Le Belge bourra sa pipe et hocha la tête.
— Ça se tient. Espérons qu’ils ne fouilleront pas trop loin. Pour commencer nous allons faire officiellement un tour chez Khadjar. Attendez-moi une seconde, je m’habille.
Malko se plongea dans la lecture d’un vieux Life. L’autre ne fut pas long. Ils prirent place dans la Mercedes 220 du Belge. Le chien les accompagna jusqu’à l’entrée de la grand-route.
De nouveau, la chaleur les prit à la gorge ; il y avait au moins 40 degrés. Les flics, aux carrefours, étaient abrités sous de petites tentes de toile et dirigeaient mollement une circulation terrifiante. La voiture descendait vers le sud de la ville. Enfin, le Belge s’arrêta sur une place, encombrée d’étals de marchands de pastèques.
— C’est là, fit-il. On va demander à voir Khadjar. Sortez votre passeport diplomatique.
L’inévitable huissier barbu et pas rasé les accompagna jusqu’à une salle d’attente. Seule différence signalant qu’on se trouvait dans un bâtiment officiel : il portait à la ceinture un énorme pistolet, passé directement entre le pantalon et le ceinturon.
— À propos, dit Malko il faudra que vous me procuriez une arme. On m’a pris la mienne.
Derieux fut très grand seigneur.
— Vous choisirez chez moi ce qu’il vous faut.
Décidément, c’était un garçon bien accueillant !
Ils attendirent près d’une heure. Malko bouillait.
Enfin l’huissier revint et introduisit les deux hommes dans un grand bureau. À en juger par les galons et les décorations qui constellaient l’uniforme de celui qui les reçut, il devait être au moins maréchal de la Cour. Malko fut déçu quand il se présenta :
— Major Hosrodar.
Derieux le connaissait. Ils échangèrent des salamalekoum pendant cinq minutes. Enfin Malko put s’expliquer. L’autre l’écouta sans sourciller.
— Je ne suis au courant de rien, dit-il en feuilletant distraitement le passeport de Malko. Je vais me renseigner immédiatement. Attendez-moi ici, je vous prie.
Il parlait un anglais parfait. Après une petite courbette, il s’éclipsa.
— Il y a un loup, fit Derieux à voix basse. C’est le bras droit de Khadjar. Si ce sont vraiment ses flics, il doit le savoir. Et si ce n’en est pas, il pourrait fort bien enquêter devant nous par téléphone…

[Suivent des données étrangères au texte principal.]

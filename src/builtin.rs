use crate::command::{
    BuiltinContext, CommandFactory, Dispatch, ExecutableCommand, ExitCode,
};
use anyhow::{Context, Result};
use argh::{EarlyExit, FromArgs};
use std::env;
use std::fs;
use std::io::Write;
use std::path::PathBuf;

/// Built-in commands known to the shell at compile time.
///
/// Builtins are parsed using the [`argh`] crate (`FromArgs`) and executed directly
/// in-process without spawning a child process.
pub(crate) trait BuiltinCommand: Sized + FromArgs {
    /// Canonical name of the command, e.g. "history" or "cd".
    fn name() -> &'static str;

    /// Executes the command.
    ///
    /// Return value should follow shell conventions: 0 for success, non-zero for error.
    fn execute(self, stdout: &mut dyn Write, ctx: &mut BuiltinContext<'_>) -> Result<ExitCode>;
}

impl<T: BuiltinCommand> ExecutableCommand for T {
    fn execute(
        self: Box<Self>,
        stdout: &mut dyn Write,
        ctx: &mut BuiltinContext<'_>,
    ) -> Result<ExitCode> {
        match T::execute(*self, stdout, ctx) {
            Ok(x) => Ok(x),
            Err(e) => {
                eprintln!("jobsh: {e:#}");
                Ok(1)
            }
        }
    }
}

struct InvalidArgs {
    output: String,
    is_error: bool,
}

impl ExecutableCommand for InvalidArgs {
    fn execute(
        self: Box<Self>,
        stdout: &mut dyn Write,
        _ctx: &mut BuiltinContext<'_>,
    ) -> Result<ExitCode> {
        if self.is_error {
            eprintln!("{}", self.output);
            Ok(1)
        } else {
            writeln!(stdout, "{}", self.output)?;
            Ok(0)
        }
    }
}

/// Factory allows creating instances of a [`BuiltinCommand`] by name.
pub(crate) struct Factory<T> {
    _phantom: std::marker::PhantomData<T>,
}

impl<T> Default for Factory<T> {
    fn default() -> Self {
        Self {
            _phantom: std::marker::PhantomData,
        }
    }
}

impl<T: BuiltinCommand + 'static> CommandFactory for Factory<T> {
    fn try_create(&self, name: &str, args: &[&str]) -> Option<Box<dyn ExecutableCommand>> {
        if name == T::name() {
            Some(match T::from_args(&[name], args) {
                Ok(cmd) => Box::new(cmd),
                Err(EarlyExit { output, status }) => Box::new(InvalidArgs {
                    output,
                    is_error: status.is_err(),
                }),
            })
        } else {
            None
        }
    }
}

/// Name-to-handler table consulted before launching a process.
pub struct BuiltinTable {
    commands: Vec<Box<dyn CommandFactory>>,
}

impl BuiltinTable {
    /// Create a table with a custom set of command factories.
    pub fn new(commands: Vec<Box<dyn CommandFactory>>) -> Self {
        Self { commands }
    }

    /// Runs `args` as a builtin if the table knows `args[0]`.
    ///
    /// Known names always come back as [`Dispatch::Handled`], even when the
    /// builtin fails; the failure is reported and turned into a non-zero status.
    pub fn dispatch(
        &self,
        args: &[String],
        stdout: &mut dyn Write,
        ctx: &mut BuiltinContext<'_>,
    ) -> Dispatch {
        let Some((name, rest)) = args.split_first() else {
            return Dispatch::NotABuiltin;
        };
        let rest: Vec<&str> = rest.iter().map(String::as_str).collect();
        for factory in &self.commands {
            if let Some(cmd) = factory.try_create(name, &rest) {
                log::debug!("running builtin {name}");
                let status = match cmd.execute(stdout, ctx) {
                    Ok(code) => code,
                    Err(e) => {
                        eprintln!("jobsh: {name}: {e:#}");
                        1
                    }
                };
                if let Err(e) = stdout.flush() {
                    log::warn!("cannot flush output of {name}: {e}");
                }
                return Dispatch::Handled(status);
            }
        }
        Dispatch::NotABuiltin
    }

    /// Whether `name` would be handled in-process.
    pub fn contains(&self, name: &str) -> bool {
        self.commands
            .iter()
            .any(|factory| factory.try_create(name, &[]).is_some())
    }
}

impl Default for BuiltinTable {
    /// Create a table with the shell's builtins: `cd`, `exit`, `help`, `history`.
    fn default() -> Self {
        Self::new(vec![
            Box::new(Factory::<Cd>::default()),
            Box::new(Factory::<Exit>::default()),
            Box::new(Factory::<Help>::default()),
            Box::new(Factory::<History>::default()),
        ])
    }
}

#[derive(FromArgs)]
/// Change the current working directory.
/// If no target is provided, changes to the directory specified by the HOME environment variable.
pub struct Cd {
    #[argh(positional)]
    /// directory to switch to; absolute or relative to the current directory. Defaults to $HOME when omitted.
    pub target: Option<String>,
}

impl BuiltinCommand for Cd {
    fn name() -> &'static str {
        "cd"
    }

    fn execute(self, _stdout: &mut dyn Write, ctx: &mut BuiltinContext<'_>) -> Result<ExitCode> {
        let env = &mut *ctx.env;
        let target = match &self.target {
            Some(t) if !t.is_empty() => PathBuf::from(t),
            _ => match env.get_var("HOME") {
                Some(home) => PathBuf::from(home),
                None => return Err(anyhow::anyhow!("cd: HOME environment variable not set")),
            },
        };

        let new_dir = if target.is_absolute() {
            target
        } else {
            env.current_dir.join(target)
        };

        let canonical = fs::canonicalize(&new_dir)
            .with_context(|| format!("cd: {}", new_dir.display()))?;

        env::set_current_dir(&canonical)
            .with_context(|| format!("cd: can't chdir to {}", canonical.display()))?;
        env.current_dir = canonical;
        Ok(0)
    }
}

#[derive(FromArgs)]
/// Exit the shell.
pub struct Exit {
    #[argh(positional, greedy)]
    /// ignored; the shell always exits with status 0
    pub _args: Vec<String>,
}

impl BuiltinCommand for Exit {
    fn name() -> &'static str {
        "exit"
    }

    fn execute(self, _stdout: &mut dyn Write, ctx: &mut BuiltinContext<'_>) -> Result<ExitCode> {
        ctx.env.exit_request = Some(0);
        Ok(0)
    }
}

const HELP_TEXT: &str = "\
jobsh - a small job-control shell
Built-in commands:
  cd <directory>   - Change the current working directory.
  exit             - Exit the shell.
  help             - Display this help message.
  history          - Display command history.
  run <script>     - Execute a script file.
Other commands are executed as external programs.
Operators: cmd1 | cmd2, cmd < file, cmd > file, cmd >> file";

#[derive(FromArgs)]
/// Display usage information.
pub struct Help {}

impl BuiltinCommand for Help {
    fn name() -> &'static str {
        "help"
    }

    fn execute(self, stdout: &mut dyn Write, _ctx: &mut BuiltinContext<'_>) -> Result<ExitCode> {
        writeln!(stdout, "{HELP_TEXT}")?;
        Ok(0)
    }
}

#[derive(FromArgs)]
/// Display the command history.
pub struct History {}

impl BuiltinCommand for History {
    fn name() -> &'static str {
        "history"
    }

    fn execute(self, stdout: &mut dyn Write, ctx: &mut BuiltinContext<'_>) -> Result<ExitCode> {
        for (index, line) in ctx.lines.history_entries() {
            writeln!(stdout, "{index}  {line}")?;
        }
        Ok(0)
    }
}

— Vous pensez que Khadjar a voulu mettre dix millions de dollars dans sa poche ?
— C’est le genre de pourboire qu’il apprécie. On va voir.

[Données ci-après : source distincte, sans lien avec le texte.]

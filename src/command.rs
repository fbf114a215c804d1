use crate::env::Environment;
use crate::line::LineProvider;
use anyhow::Result;
use nix::unistd::Pid;
use std::io::Write;

/// Conventional process exit code type used by this crate.
///
/// A value of 0 indicates success; any non-zero value indicates failure.
/// This mirrors the convention used by POSIX shells and many command-line tools.
pub type ExitCode = i32;

/// What happened to a pipeline handed to the executor.
#[derive(Debug, Clone, Copy, PartialEq, Eq)]
pub enum JobResult {
    /// Every stage finished; the status of the last one (or of the builtin).
    Completed(ExitCode),
    /// The foreground stage was stopped and the job was put aside.
    Stopped { pid: Pid },
    /// The `exit` builtin asked the shell to terminate with this code.
    Exit(ExitCode),
}

impl JobResult {
    /// Status used when the result is treated as a condition or `$?`-like value.
    pub fn status(&self) -> ExitCode {
        match *self {
            JobResult::Completed(code) | JobResult::Exit(code) => code,
            JobResult::Stopped { .. } => 128 + libc::SIGTSTP,
        }
    }
}

/// Whether execution should go on after a statement or line.
#[derive(Debug, Clone, Copy, PartialEq, Eq)]
pub enum Outcome {
    /// Keep going; carries the most recent status.
    Continue(ExitCode),
    /// Unwind everything and terminate with this code.
    Exit(ExitCode),
}

impl From<JobResult> for Outcome {
    fn from(result: JobResult) -> Self {
        match result {
            JobResult::Exit(code) => Outcome::Exit(code),
            other => Outcome::Continue(other.status()),
        }
    }
}

/// Result of offering a command to the builtin table.
#[derive(Debug, Clone, Copy, PartialEq, Eq)]
pub enum Dispatch {
    /// The command was a builtin and ran in-process with this status.
    Handled(ExitCode),
    /// The table does not know the name; the caller must launch a process.
    NotABuiltin,
}

/// Shell state a builtin may read or change.
pub struct BuiltinContext<'a> {
    pub env: &'a mut Environment,
    pub lines: &'a dyn LineProvider,
}

/// Object-safe trait for any command that runs inside the shell process.
pub trait ExecutableCommand {
    /// Executes the command, writing its normal output to `stdout`.
    fn execute(self: Box<Self>, stdout: &mut dyn Write, ctx: &mut BuiltinContext<'_>)
    -> Result<ExitCode>;
}

/// Factory that tries to create a command from a name and its arguments.
///
/// Returns `None` when the factory doesn't recognize the `name`.
pub trait CommandFactory {
    /// Attempt to create a command instance for the provided name and arguments.
    fn try_create(&self, name: &str, args: &[&str]) -> Option<Box<dyn ExecutableCommand>>;
}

On leur apporta du thé. Vingt minutes plus tard, le major Hosrodar revint, l’air soucieux. Il se rassit derrière son bureau, avant de s’adresser à Malko.

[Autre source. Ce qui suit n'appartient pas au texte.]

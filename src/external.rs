use crate::signals::write_raw;
use anyhow::{Context, Result};
use nix::errno::Errno;
use std::ffi::{CString, OsStr};
use std::os::raw::c_char;
use std::os::unix::ffi::OsStrExt;
use std::os::unix::fs::PermissionsExt;
use std::path::{Path, PathBuf};

/// Exit status of a child whose program could not be found.
pub const STATUS_NOT_FOUND: i32 = 127;
/// Exit status of a child whose program was found but could not be executed.
pub const STATUS_NOT_EXECUTABLE: i32 = 126;

/// Everything a forked child needs to `exec` a stage, built before the fork.
///
/// The child must not allocate, so the C strings and the null-terminated
/// pointer array are prepared by the parent.
pub(crate) struct PreparedCommand {
    path: Option<CString>,
    argv: Vec<CString>,
    argv_ptrs: Vec<*const c_char>,
}

impl PreparedCommand {
    /// Resolves `args[0]` and converts the arguments to C strings.
    ///
    /// A name that cannot be resolved is not an error here; the child reports it.
    pub(crate) fn new(args: &[String], search_paths: Option<&OsStr>, cwd: &Path) -> Result<Self> {
        let argv = args
            .iter()
            .map(|a| CString::new(a.as_bytes()))
            .collect::<Result<Vec<_>, _>>()
            .context("argument contains a NUL byte")?;
        let path = find_command_path(search_paths.unwrap_or_default(), cwd, Path::new(&args[0]))
            .map(|p| CString::new(p.as_os_str().as_bytes()))
            .transpose()
            .context("program path contains a NUL byte")?;
        let mut argv_ptrs: Vec<*const c_char> = argv.iter().map(|a| a.as_ptr()).collect();
        argv_ptrs.push(std::ptr::null());
        Ok(Self {
            path,
            argv,
            argv_ptrs,
        })
    }

    pub(crate) fn is_resolved(&self) -> bool {
        self.path.is_some()
    }

    /// Program name as typed, for diagnostics.
    pub(crate) fn name(&self) -> &[u8] {
        self.argv[0].as_bytes()
    }

    /// Replaces the current (child) process image. Never returns.
    ///
    /// On failure a diagnostic goes to stderr and the child exits with
    /// [`STATUS_NOT_FOUND`] or [`STATUS_NOT_EXECUTABLE`].
    pub(crate) fn exec(&self) -> ! {
        let name = self.name();
        let Some(path) = &self.path else {
            child_diagnostic(name, b"command not found");
            unsafe { libc::_exit(STATUS_NOT_FOUND) }
        };
        unsafe {
            libc::execv(path.as_ptr(), self.argv_ptrs.as_ptr());
        }
        let errno = Errno::last();
        child_diagnostic(name, errno.desc().as_bytes());
        unsafe { libc::_exit(STATUS_NOT_EXECUTABLE) }
    }
}

/// Writes `jobsh: <name>: <message>` to stderr without allocating.
pub(crate) fn child_diagnostic(name: &[u8], message: &[u8]) {
    write_raw(libc::STDERR_FILENO, b"jobsh: ");
    write_raw(libc::STDERR_FILENO, name);
    write_raw(libc::STDERR_FILENO, b": ");
    write_raw(libc::STDERR_FILENO, message);
    write_raw(libc::STDERR_FILENO, b"\n");
}

/// Resolve a command path the way a typical shell would.
///
/// Behavior:
/// - Absolute path: returns it if it exists.
/// - Relative with multiple components (e.g., `bin/sh`, `./foo`): resolved
///   against `cwd` and returned if it exists.
/// - Single path component (no separators): search each directory in `search_paths` (PATH)
///   and return the first executable regular file.
/// - Empty path: returns `None`.
pub fn find_command_path(search_paths: &OsStr, cwd: &Path, path: &Path) -> Option<PathBuf> {
    if path.is_absolute() {
        return find_by_path(path);
    }

    let mut components = path.components();
    let first = components.next();
    let second = components.next();
    match (first, second) {
        // Empty path -> not found
        (None, _) => None,
        // A bare name, unless it was written as `./name`
        (Some(std::path::Component::Normal(name)), None) => find_in_path(search_paths, name),
        // Multiple components -> relative to the working directory
        _ => find_by_path(&cwd.join(path)),
    }
}

fn find_in_path(search_paths: &OsStr, cmd: &OsStr) -> Option<PathBuf> {
    std::env::split_paths(search_paths)
        .map(|dir| dir.join(cmd))
        .find(|candidate| is_executable_file(candidate))
}

fn find_by_path(path: &Path) -> Option<PathBuf> {
    if path.exists() {
        Some(path.to_path_buf())
    } else {
        None
    }
}

fn is_executable_file(path: &Path) -> bool {
    path.metadata()
        .map(|m| m.is_file() && m.permissions().mode() & 0o111 != 0)
        .unwrap_or(false)
}

#[cfg(test)]
mod tests {
    use super::*;
    use std::fs;
    use std::fs::File;
    use std::time::{SystemTime, UNIX_EPOCH};

    fn osstr(s: &str) -> &OsStr {
        OsStr::new(s)
    }

    fn make_unique_temp_dir(tag: &str) -> PathBuf {
        let nanos = SystemTime::now()
            .duration_since(UNIX_EPOCH)
            .unwrap()
            .as_nanos();
        let p = std::env::temp_dir().join(format!("external_tests_{}_{}_{}", std::process::id(), tag, nanos));
        let _ = fs::remove_dir_all(&p);
        fs::create_dir_all(&p).expect("create temp dir");
        p
    }

    #[test]
    fn absolute_existing_true() {
        let path = Path::new("/bin/sh");
        let res = find_command_path(osstr("/bin"), Path::new("/"), path);
        assert_eq!(res.as_deref(), Some(path), "Expected to find /bin/sh via absolute path");
    }

    #[test]
    fn absolute_nonexisting() {
        let path = Path::new("/bin/nonexisting");
        let res = find_command_path(osstr("/bin"), Path::new("/"), path);
        assert!(
            res.is_none(),
            "Expected not to find /bin/nonexisting via absolute path"
        );
    }

    #[test]
    fn single_component_found_in_path() {
        // Search for "sh" in PATH that includes /bin
        let res = find_command_path(osstr("/nonexistent:/bin"), Path::new("/"), Path::new("sh"));
        let found = res.expect("Expected to find 'sh' in /bin via PATH search");
        assert_eq!(found, Path::new("/bin/sh"));
    }

    #[test]
    fn single_component_not_found_in_path() {
        let res = find_command_path(osstr("/bin"), Path::new("/"), Path::new("nonexisting"));
        assert!(res.is_none(), "Expected not to find 'nonexisting' in PATH");
    }

    #[test]
    fn non_executable_file_in_path_is_skipped() {
        let dir = make_unique_temp_dir("noexec");
        File::create(dir.join("tool")).expect("touch tool");
        let search = format!("{}:/bin", dir.display());
        let res = find_command_path(osstr(&search), Path::new("/"), Path::new("tool"));
        assert!(res.is_none());
        let _ = fs::remove_dir_all(dir);
    }

    #[test]
    fn multiple_components_relative_to_cwd() {
        let dir = make_unique_temp_dir("mc");
        fs::create_dir_all(dir.join("bin")).expect("create temp bin dir");
        File::create(dir.join("bin").join("sh")).expect("touch bin/sh");

        let res = find_command_path(osstr("/does/not/matter"), &dir, Path::new("bin/sh"));
        let found = res.expect("Expected to find relative 'bin/sh' in cwd");
        assert_eq!(found, dir.join("bin/sh"));
        let _ = fs::remove_dir_all(dir);
    }

    #[test]
    fn current_dir_with_dot_prefix() {
        let dir = make_unique_temp_dir("dot");
        File::create(dir.join("foo")).expect("touch foo");

        let res = find_command_path(osstr("/bin"), &dir, Path::new("./foo"));
        let found = res.expect("Expected to find './foo' in cwd");
        assert!(found.ends_with("foo"));
        assert!(found.starts_with(&dir));
        let _ = fs::remove_dir_all(dir);
    }

    #[test]
    fn empty_path_is_none() {
        let res = find_command_path(osstr("/bin"), Path::new("/"), Path::new(""));
        assert!(res.is_none(), "Empty path should not resolve to anything");
    }

    #[test]
    fn prepared_command_resolves_and_terminates_argv() {
        let args = vec!["sh".to_string(), "-c".to_string(), "true".to_string()];
        let cmd = PreparedCommand::new(&args, Some(osstr("/bin")), Path::new("/")).unwrap();
        assert!(cmd.is_resolved());
        assert_eq!(cmd.argv_ptrs.len(), 4);
        assert!(cmd.argv_ptrs[3].is_null());
    }

    #[test]
    fn prepared_command_keeps_unknown_names() {
        let args = vec!["definitely-not-a-command-jobsh".to_string()];
        let cmd = PreparedCommand::new(&args, Some(osstr("/bin")), Path::new("/")).unwrap();
        assert!(!cmd.is_resolved());
    }

    #[test]
    fn prepared_command_rejects_nul() {
        let args = vec!["ec\0ho".to_string()];
        assert!(PreparedCommand::new(&args, Some(osstr("/bin")), Path::new("/")).is_err());
    }
}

— Comme vous le pensiez, commença-t-il, vous avez malheureusement eu affaire à de vulgaires escrocs. Il n’y a aucune trace dans nos services d’une opération quelconque vous concernant. Je vais donc vous aiguiller sur l’officier chargé des enquêtes criminelles.
Il se leva, et adressa quelques phrases en persan à Derieux lui expliquant à quel bureau il fallait s’adresser.
Les deux hommes s’engagèrent dans un dédale de couloirs crasseux, puant l’urine et la sueur. Ils trouvèrent enfin une porte vitrée avec le nom du capitaine Shid.
Re-thé ; re-courbettes ; re-explications. Le capitaine Shid était un homme affable et souriant. Oui, son vénéré supérieur, le major Hosrodar, lui avait parlé de l’affaire. Il était désolé d’une pareille mésaventure, mais dans une grande ville, n’est-ce pas ?… Lui, personnellement, était décidé à agir avec efficacité. Il avait l’air si décidé que Malko, un instant, reprit espoir ; l’autre exposa alors son plan.
— Vous connaissez la voiture utilisée par les deux escrocs, d’après vos déclarations. Je vais donc vous donner deux de mes hommes en uniforme. Je vous conseille de vous placer au carrefour de la Chah-Reza et de la Ferdowsi. La voiture finira par y passer. Quand vous la reconnaîtrez, vous la désignerez à mes hommes qui la siffleront. Elle s’arrêtera et il n’y aura plus qu’à appréhender les criminels.
Malko en resta une bonne minute sans voix ; il regarda le capitaine pour voir s’il plaisantait, mais l’officier était parfaitement sérieux.